Wenn man die zweite Variante verfolgt, dann muss man sich anschauen, wo immer wieder die Probleme entstehen: Das sind eben genau die Stellen, an denen der Bund Aufgaben auf die Kommunen abwälzt, ohne diese Aufgaben auszufinanzieren. Deswegen hat die Linke die ganz klare Position: Wir brauchen endlich ein Konnexitätsprinzip für das Verhältnis zwischen Bund und Kommunen. Es ist in Ordnung, wenn der Bund den Kommunen eine Aufgabe überträgt; aber dann muss er diese Aufgabe auch voll ausfinanzieren.

(Beifall bei der LINKEN)

Ich will Ihnen ein schönes Beispiel dafür geben: In meiner Heimatstadt Rostock gibt es eine Schleuse am Mühlendamm. Diese Schleuse ist enorm wichtig, erstens weil nur durch diese Schleuse Flutschutz betrieben kann und zweitens weil diese Schleuse für Sportboote, Kanus und Ruderboote die einzige Durchfahrt zwischen Ober- und Unterwarnow darstellt. Diese Schleuse nicht öffnen zu können, ist in etwa so, als wenn man die Alster von der Elbe trennt; das ist einfach nicht vernünftig. Die Sanierung dieser Schleuse würde 2 Millionen Euro kosten. Der Bund möchte sich dieser Schleuse entledigen und stellt sich stur. Die Kommune kann die Schleuse nicht allein sanieren. Das Ergebnis: Die Schleuse ist geschlossen, und das Wasser- und Schifffahrtsamt fordert die Kommune dazu auf, darüber nachzudenken, den Damm zuzuschütten und diese Durchfahrt dauerhaft zu sperren. Das, meine Damen und Herren, ist der Umgang des Bundes mit den Kommunen in Deutschland, und der ist falsch.

(Beifall bei der LINKEN)

Es gibt weitere Beispiele, die so absurd sind, dass man es kaum fassen kann. Legendär ist das Eisenbahnkreuzungsgesetz. Beim Eisenbahnkreuzungsgesetz geht es darum, dass, wenn Bahnübergänge geschlossen werden, für den Bahnübergang eine Kreuzung gebaut werden muss. Die Kosten werden dann zwischen Bund, Kommune und Bahn geteilt; jeder muss ein Drittel tragen. In Brandenburg gibt es die Gemeinde Rückersdorf mit 1 500 Einwohnerinnen und Einwohnern. Rückersdorf hat einen Gesamthaushalt in Höhe von etwa 15,7 Millionen Euro und einen Schuldenstand in Höhe von 2,6 Millionen Euro. Diese Gemeinde wird nun gezwungen, in eine Eisenbahnkreuzung, die sie gar nicht will, 2,5 Millionen Euro zu investieren. Das ist die Politik dieser Bundesregierung im Umgang mit den Kommunen, und diese Politik ist falsch.

(Beifall bei der LINKEN)

Es wird immer wieder darauf verwiesen - wir haben das auch heute schon mehrfach gehört -, dass die Kommunen in Deutschland unglaubliche Überschüsse erwirtschaften würden. Das stimmt auch - im Durchschnitt. Aber im Durchschnitt war der See einen Meter tief, und die Kuh ist trotzdem ertrunken.

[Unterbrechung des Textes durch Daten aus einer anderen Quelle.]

// src/admin.rs
//! Question bank maintenance. Every route here sits behind `require_auth`
//! and `require_admin`; edits are the only way a stored question changes.

use axum::{
    extract::{rejection::JsonRejection, Path, Query, State},
    http::StatusCode,
    response::IntoResponse,
    Json,
};
use chrono::Utc;
use sqlx::SqlitePool;
use std::sync::Arc;
use uuid::Uuid;

use crate::categories::is_known_category;
use crate::error::{AppError, AppResult};
use crate::models::{
    index_to_letter, letter_to_index, Question, QuestionInput, QuestionListQuery, QuestionRow,
    LETTERS,
};

const QUESTION_COLUMNS: &str =
    "id, category, group_codes, text, options, correct_answer, image_url, difficulty, explanation, points";

/// Trim and check an admin payload, returning the normalized form.
pub fn validate_question(input: &QuestionInput) -> AppResult<QuestionInput> {
    let invalid = |msg: &str| AppError::InvalidArgument(msg.to_string());

    let category = input.category.trim().to_string();
    if !is_known_category(&category) {
        return Err(AppError::InvalidArgument(format!(
            "Unknown category: {}",
            input.category
        )));
    }

    let mut groups: Vec<String> = Vec::new();
    for group in &input.groups {
        let group = group.trim().to_uppercase();
        if group.is_empty() {
            return Err(invalid("Group codes must not be empty"));
        }
        if !groups.contains(&group) {
            groups.push(group);
        }
    }
    if groups.is_empty() {
        return Err(invalid("At least one group is required"));
    }

    let text = input.text.trim().to_string();
    if text.is_empty() {
        return Err(invalid("Question text is required"));
    }

    if input.options.len() < 2 || input.options.len() > LETTERS.len() {
        return Err(AppError::InvalidArgument(format!(
            "A question needs between 2 and {} options",
            LETTERS.len()
        )));
    }
    let options: Vec<String> = input.options.iter().map(|o| o.trim().to_string()).collect();
    if options.iter().any(|o| o.is_empty()) {
        return Err(invalid("Options must not be empty"));
    }

    let correct_answer = letter_to_index(&input.correct_answer, options.len())
        .and_then(index_to_letter)
        .ok_or_else(|| {
            AppError::InvalidArgument(format!(
                "Correct answer {:?} does not match any of the {} options",
                input.correct_answer,
                options.len()
            ))
        })?;

    if input.points < 0 {
        return Err(invalid("Points must not be negative"));
    }

    let difficulty = match input.difficulty.trim() {
        "" => "medium".to_string(),
        d => d.to_lowercase(),
    };

    Ok(QuestionInput {
        category,
        groups,
        text,
        options,
        correct_answer,
        image_url: input
            .image_url
            .as_deref()
            .map(str::trim)
            .filter(|u| !u.is_empty())
            .map(str::to_string),
        difficulty,
        explanation: input.explanation.trim().to_string(),
        points: input.points,
    })
}

/// Validate and store a new question, returning its id.
pub async fn insert_question(db: &SqlitePool, input: &QuestionInput) -> AppResult<String> {
    let input = validate_question(input)?;
    let id = Uuid::new_v4().to_string();
    let now = Utc::now().to_rfc3339();

    sqlx::query(
        r#"
        INSERT INTO questions (id, category, group_codes, text, options, correct_answer, image_url,
                               difficulty, explanation, points, created_at, updated_at)
        VALUES (?, ?, ?, ?, ?, ?, ?, ?, ?, ?, ?, ?)
        "#,
    )
    .bind(&id)
    .bind(&input.category)
    .bind(serde_json::to_string(&input.groups)?)
    .bind(&input.text)
    .bind(serde_json::to_string(&input.options)?)
    .bind(&input.correct_answer)
    .bind(&input.image_url)
    .bind(&input.difficulty)
    .bind(&input.explanation)
    .bind(input.points)
    .bind(&now)
    .bind(&now)
    .execute(db)
    .await?;

    Ok(id)
}

async fn fetch_question(db: &SqlitePool, id: &str) -> AppResult<Question> {
    let row: Option<QuestionRow> =
        sqlx::query_as(&format!("SELECT {} FROM questions WHERE id = ?", QUESTION_COLUMNS))
            .bind(id)
            .fetch_optional(db)
            .await?;

    let row = row.ok_or_else(|| AppError::NotFound(format!("Question {} not found", id)))?;
    Ok(row.try_into()?)
}

/// Create a question
pub async fn create_question(
    State(state): State<Arc<crate::AppState>>,
    payload: Result<Json<QuestionInput>, JsonRejection>,
) -> AppResult<impl IntoResponse> {
    let Json(input) = payload?;
    let id = insert_question(&state.db, &input).await?;
    let question = fetch_question(&state.db, &id).await?;

    tracing::info!("created question {} in {}", id, question.category);

    Ok((StatusCode::CREATED, Json(question)))
}

/// Replace every editable field of a question
pub async fn update_question(
    State(state): State<Arc<crate::AppState>>,
    Path(question_id): Path<String>,
    payload: Result<Json<QuestionInput>, JsonRejection>,
) -> AppResult<impl IntoResponse> {
    let Json(input) = payload?;
    let input = validate_question(&input)?;
    let now = Utc::now();

    let result = sqlx::query(
        r#"
        UPDATE questions
        SET category = ?, group_codes = ?, text = ?, options = ?, correct_answer = ?, image_url = ?,
            difficulty = ?, explanation = ?, points = ?, updated_at = ?
        WHERE id = ?
        "#,
    )
    .bind(&input.category)
    .bind(serde_json::to_string(&input.groups)?)
    .bind(&input.text)
    .bind(serde_json::to_string(&input.options)?)
    .bind(&input.correct_answer)
    .bind(&input.image_url)
    .bind(&input.difficulty)
    .bind(&input.explanation)
    .bind(input.points)
    .bind(now.to_rfc3339())
    .bind(&question_id)
    .execute(&state.db)
    .await?;

    if result.rows_affected() == 0 {
        return Err(AppError::NotFound(format!(
            "Question {} not found",
            question_id
        )));
    }

    tracing::info!("updated question {}", question_id);

    Ok(Json(fetch_question(&state.db, &question_id).await?))
}

/// Get a single question
pub async fn get_question(
    State(state): State<Arc<crate::AppState>>,
    Path(question_id): Path<String>,
) -> AppResult<impl IntoResponse> {
    Ok(Json(fetch_question(&state.db, &question_id).await?))
}

/// List questions with optional category/group filtering
pub async fn list_questions(
    State(state): State<Arc<crate::AppState>>,
    Query(query): Query<QuestionListQuery>,
) -> AppResult<impl IntoResponse> {
    let limit = query.limit.unwrap_or(50).clamp(1, 100);
    let offset = query.offset.unwrap_or(0).max(0);
    let category = query.category.filter(|c| !c.is_empty());
    let group = query
        .group
        .map(|g| g.trim().to_uppercase())
        .filter(|g| !g.is_empty());

    let rows: Vec<QuestionRow> = sqlx::query_as(&format!(
        r#"
        SELECT {}
        FROM questions
        WHERE (?1 IS NULL OR category = ?1)
          AND (?2 IS NULL OR EXISTS (
                SELECT 1 FROM json_each(questions.group_codes) WHERE json_each.value = ?2))
        ORDER BY created_at DESC, id
        LIMIT ?3 OFFSET ?4
        "#,
        QUESTION_COLUMNS
    ))
    .bind(category)
    .bind(group)
    .bind(limit)
    .bind(offset)
    .fetch_all(&state.db)
    .await?;

    let questions = rows
        .into_iter()
        .map(Question::try_from)
        .collect::<Result<Vec<_>, _>>()?;

    Ok(Json(questions))
}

(Beifall des Abg. Jörn Wunderlich (DIE LINKE))

Diese Überschüsse sind enorm ungleich verteilt: Einigen wenigen Kommunen geht es sehr gut; ich gönne ihnen das. Diesen wenigen Kommunen stehen aber unfassbar viele Kommunen gegenüber, die keine Chance haben, ihren Haushalt in den Griff zu bekommen. Wir müssen darüber reden, wie wir zu gleichen Chancen für alle Kommunen und damit zu dem grundgesetzlich garantierten Anspruch auf gleiche Lebensverhältnisse überall in Deutschland kommen. Gleiche Chancen sind die Voraussetzung dafür, dass es den Kommunen möglich ist, gleiche Lebensverhältnisse zu schaffen. Da müssen wir alle zusammen noch deutlich mehr tun: Dazu brauchen wir eine grundlegende Neuordnung der Finanzbeziehungen zwischen Bund, Ländern und Kommunen.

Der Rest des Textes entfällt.